Equation Stoichiometry
Worksheet-1
1. When potassium chlorate is heated, it decomposes to potassium chloride and
oxygen gas.
a) Write a balanced molecular equation showing this reaction. Include
phases.
2KClO3(s)  2KCl(s) + 3O2(g)
b) If 0.500 grams of potassium chlorate is decomposed, calculate the moles
of potassium chloride and moles of oxygen gas that will be produced.

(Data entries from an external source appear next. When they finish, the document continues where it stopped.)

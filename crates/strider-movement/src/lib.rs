//! Strider Movement - Character movement with arbitrary gravity
//!
//! Integrates a capsule character through walking, falling, swimming and
//! flying against any [`CollisionWorld`](strider_core::CollisionWorld):
//! - Mode state machine with one strategy per mode, plus custom modes
//! - Floor finding, step-up, perching and ledge handling
//! - Gravity along any direction or toward a point, with orientation alignment
//! - Moving bases, root motion, crouching, jumping and launches
//! - Simulated-proxy extrapolation for replicated characters

pub mod based;
pub mod character;
pub mod config;
pub mod crouch;
pub mod error;
pub mod events;
pub mod falling;
pub mod floor;
pub mod flying;
pub mod gravity;
pub mod interaction;
pub mod jump;
pub mod mode;
pub mod moves;
pub mod orientation;
pub mod proxy;
pub mod root_motion;
pub mod step;
pub mod swimming;
pub mod velocity;
pub mod walking;

pub use based::BasedMovement;
pub use character::{
    CharacterMovement, MoveFlags, MAX_FLOOR_DIST, MIN_FLOOR_DIST, MIN_TICK_TIME,
};
pub use config::MovementConfig;
pub use crouch::CrouchState;
pub use error::MovementError;
pub use events::MovementEvent;
pub use floor::FloorResult;
pub use gravity::{GravityMessage, GravityModel};
pub use jump::JumpState;
pub use mode::{MovementMode, MovementStrategy};
pub use proxy::ProxyState;
pub use root_motion::{RootMotionBlend, RootMotionSource, RootMotionState};
pub use step::StepDownResult;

0.500 g KClO3 x (1 mol KClO3/122.6 g KClO3) x (2 mol KCl/2 mol KClO3) =
0.00408 mol KCl
0.500 g KClO3 x (1 mol KClO3/122.6 g KClO3) x (3 mol O2/2 mol KClO3) =
0.00612 mol O2
c) Calculate the masses of potassium chloride and oxygen gas that will be
produced.
0.00408 mol KCl x (74.6 g KCl/1 mol KCl) = 0.304 g KCl
0.00612 mol O2 x (32.0 g O2/1 mol O2) = 0.196 g O2
Or 0.500 = 0.304 + X, x = 0.196 g O2
2. A 4.25 mole sample of molten aluminum chloride undergoes electrolysis.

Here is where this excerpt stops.